An impassioned plea to save our rivers combines poetry and adventure

Tracking a river through a cedar forest in Ecuador, Robert Macfarlane comes to a 30ft-high waterfall and, below it, a wide pool. It’s irresistible: he plunges in. The water under the falls is turbulent, a thousand little fists punching his shoulders. He’s exhilarated. No one could mistake this for a “dying” river, sluggish or polluted. But that thought sparks others: “Is this thing I’m in really alive? By whose standards? By what proof? As for speaking to or for a river, or comprehending what a river wants – well, where would you even start?”

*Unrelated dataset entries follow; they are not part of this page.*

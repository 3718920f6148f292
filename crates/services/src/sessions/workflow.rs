use std::sync::Arc;

use rand::Rng;
use study_core::model::{Answer, Catalog, ResponseRecord};
use study_core::Clock;

use super::controller::SessionController;
use super::progress::ScoreReport;
use super::state::SessionState;
use crate::config::StudyConfig;
use crate::error::{SessionError, StudyError};
use crate::persistence::{FlushMode, PersistenceAdapter};
use crate::report::StudyReport;

/// Result of answering the current statement through the study loop.
#[derive(Debug, Clone, PartialEq)]
pub struct AnswerOutcome {
    pub record: ResponseRecord,
    pub is_complete: bool,
    pub score: ScoreReport,
}

/// Drives sessions against storage: submit, persist or buffer, then advance.
///
/// A failed save leaves the session where it was, with the statement unlocked
/// so the participant can answer it again.
#[derive(Clone)]
pub struct StudyLoopService {
    controller: SessionController,
    persistence: PersistenceAdapter,
    config: StudyConfig,
}

impl StudyLoopService {
    #[must_use]
    pub fn new(
        catalog: Arc<Catalog>,
        clock: Clock,
        persistence: PersistenceAdapter,
        config: StudyConfig,
    ) -> Self {
        Self {
            controller: SessionController::new(catalog, clock),
            persistence,
            config,
        }
    }

    #[must_use]
    pub fn controller(&self) -> &SessionController {
        &self.controller
    }

    #[must_use]
    pub fn config(&self) -> &StudyConfig {
        &self.config
    }

    /// # Errors
    ///
    /// Returns `SessionError::InvalidInput` for a blank id or email.
    pub fn start_session(
        &self,
        participant_id: &str,
        email: &str,
    ) -> Result<SessionState, SessionError> {
        self.controller.start(participant_id, email)
    }

    /// # Errors
    ///
    /// Returns `SessionError::InvalidInput` for a blank id or email.
    pub fn start_session_with_rng<R: Rng + ?Sized>(
        &self,
        participant_id: &str,
        email: &str,
        rng: &mut R,
    ) -> Result<SessionState, SessionError> {
        self.controller.start_with_rng(participant_id, email, rng)
    }

    /// Answer the current statement and move on.
    ///
    /// In per-response mode the record is written before advancing. In batched
    /// mode it is buffered, and answering the last statement flushes the whole
    /// buffer first.
    ///
    /// # Errors
    ///
    /// Returns `StudyError::Session` for state-machine violations and
    /// `StudyError::Persistence` when the save fails. After a save failure the
    /// statement can be answered again; records a batch did write stay
    /// flushed.
    pub async fn answer_current(
        &self,
        session: &mut SessionState,
        answer: Answer,
    ) -> Result<AnswerOutcome, StudyError> {
        let record = self.controller.submit(session, answer)?;

        match self.config.flush {
            FlushMode::PerResponse => {
                let saved = self.persistence.append(&record).await;
                if let Err(err) = saved {
                    self.controller.retract(session)?;
                    return Err(err.into());
                }
                session.mark_flushed(1);
            }
            FlushMode::Batched if session.is_last() => {
                let flushed = self.persistence.append_batch(session.pending()).await;
                if let Err(err) = flushed {
                    // Records before the failing one stay written; the current
                    // one never is, so it can be retracted.
                    session.mark_flushed(err.written());
                    self.controller.retract(session)?;
                    return Err(err.into());
                }
                let pending = session.pending().len();
                session.mark_flushed(pending);
            }
            FlushMode::Batched => {}
        }

        self.controller.advance(session)?;
        Ok(AnswerOutcome {
            record,
            is_complete: session.is_complete(),
            score: self.controller.score_report(session),
        })
    }

    /// Abandon the session and persist what was not yet saved, marked
    /// `incomplete`.
    ///
    /// # Errors
    ///
    /// Returns `StudyError::Session` if the session was already abandoned and
    /// `StudyError::Persistence` if the incomplete records could not be saved.
    pub async fn abandon(&self, session: &mut SessionState) -> Result<usize, StudyError> {
        let records = self.controller.abandon(session)?;
        let flushed = self.persistence.append_batch(&records).await;
        match flushed {
            Ok(written) => {
                session.mark_flushed(written);
                Ok(written)
            }
            Err(err) => {
                session.mark_flushed(err.written());
                Err(err.into())
            }
        }
    }

    /// Write every buffered record, for example after a failed batch flush on
    /// a completed session.
    ///
    /// # Errors
    ///
    /// Returns `StudyError::Persistence` with the written-prefix count.
    pub async fn flush_pending(&self, session: &mut SessionState) -> Result<usize, StudyError> {
        let flushed = self.persistence.append_batch(session.pending()).await;
        match flushed {
            Ok(written) => {
                session.mark_flushed(written);
                Ok(written)
            }
            Err(err) => {
                session.mark_flushed(err.written());
                Err(err.into())
            }
        }
    }

    /// Market report over the stored history.
    ///
    /// # Errors
    ///
    /// Returns `StudyError::Persistence` when the history cannot be read.
    pub async fn report(&self, with_trajectories: bool) -> Result<StudyReport, StudyError> {
        let records = self.persistence.load_records().await?;
        Ok(StudyReport::build(
            self.controller.catalog(),
            &records,
            self.config.liquidity,
            with_trajectories,
        ))
    }
}

#[cfg(test)]
mod tests {
    use super::*;
    use rand::SeedableRng;
    use rand::rngs::StdRng;
    use storage::repository::{InMemorySheet, Storage};
    use study_core::model::{CompletionStatus, Statement};
    use study_core::time::fixed_clock;

    use crate::retry::RetryPolicy;

    fn service(sheet: &InMemorySheet, flush: FlushMode) -> StudyLoopService {
        let catalog = Catalog::new(vec![
            Statement::target("AMZN higher").unwrap(),
            Statement::test("Ice is cold", true).unwrap(),
            Statement::test("Fire is cold", false).unwrap(),
        ])
        .unwrap();
        let storage = Storage::in_memory(sheet);
        StudyLoopService::new(
            Arc::new(catalog),
            fixed_clock(),
            PersistenceAdapter::from_storage(&storage, RetryPolicy::immediate(3)),
            StudyConfig {
                flush,
                ..StudyConfig::default()
            },
        )
    }

    #[tokio::test]
    async fn per_response_mode_writes_each_answer() {
        let sheet = InMemorySheet::new();
        let service = service(&sheet, FlushMode::PerResponse);
        let mut session = service
            .start_session_with_rng("p1", "no", &mut StdRng::seed_from_u64(9))
            .unwrap();

        let outcome = service
            .answer_current(&mut session, Answer::True)
            .await
            .unwrap();
        assert!(!outcome.is_complete);
        assert_eq!(sheet.row_count().unwrap(), 1);
        assert!(session.pending().is_empty());
    }

    #[tokio::test]
    async fn batched_mode_flushes_on_last_statement() {
        let sheet = InMemorySheet::new();
        let service = service(&sheet, FlushMode::Batched);
        let mut session = service.start_session("p1", "no").unwrap();

        for _ in 0..2 {
            service
                .answer_current(&mut session, Answer::False)
                .await
                .unwrap();
            assert_eq!(sheet.row_count().unwrap(), 0);
        }
        let outcome = service
            .answer_current(&mut session, Answer::False)
            .await
            .unwrap();
        assert!(outcome.is_complete);
        assert_eq!(outcome.score.out_of, 2);
        assert_eq!(sheet.row_count().unwrap(), 3);
        assert!(session.pending().is_empty());
    }

    #[tokio::test]
    async fn abandon_persists_buffer_as_incomplete() {
        let sheet = InMemorySheet::new();
        let service = service(&sheet, FlushMode::Batched);
        let mut session = service.start_session("p1", "no").unwrap();
        service
            .answer_current(&mut session, Answer::True)
            .await
            .unwrap();

        assert_eq!(service.abandon(&mut session).await.unwrap(), 1);
        let records = service.persistence.load_records().await.unwrap();
        assert_eq!(records.len(), 1);
        assert_eq!(records[0].completion_status, CompletionStatus::Incomplete);
        assert!(matches!(
            service.answer_current(&mut session, Answer::True).await,
            Err(StudyError::Session(SessionError::Abandoned))
        ));
    }

    #[tokio::test]
    async fn report_reads_stored_history() {
        let sheet = InMemorySheet::new();
        let service = service(&sheet, FlushMode::PerResponse);
        let mut session = service.start_session("p1", "no").unwrap();
        while !session.is_complete() {
            service
                .answer_current(&mut session, Answer::True)
                .await
                .unwrap();
        }

        let report = service.report(true).await.unwrap();
        assert_eq!(report.respondents, 1);
        let market = report.market("AMZN higher").unwrap();
        assert_eq!(market.tally.yes, 1);
        assert_eq!(market.trajectory.len(), 1);
    }
}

He’s in the right place to be asking. In September 2008, Ecuador, “this small country with a vast moral imagination”, became the first nation in the world to legislate on behalf of water, “since its condition as an essential element for life makes it a necessary aspect for existence of all living beings”. This enshrinement of the Rights of Nature set off similar developments in other countries. In 2017, a law was passed in New Zealand that afforded the Whanganui River protection as a “spiritual and physical entity”. In India, five days later, judges ruled that the Ganges and Yamuna should be recognised as “living entities”. And in 2021, the Mutehekau Shipu (AKA Magpie River) became the first river in Canada to be declared a “legal person [and] living entity”. The Rights of Nature movement has now reached the UK, with Lewes council in East Sussex recognising the rights and legal personhood of the River Ouse.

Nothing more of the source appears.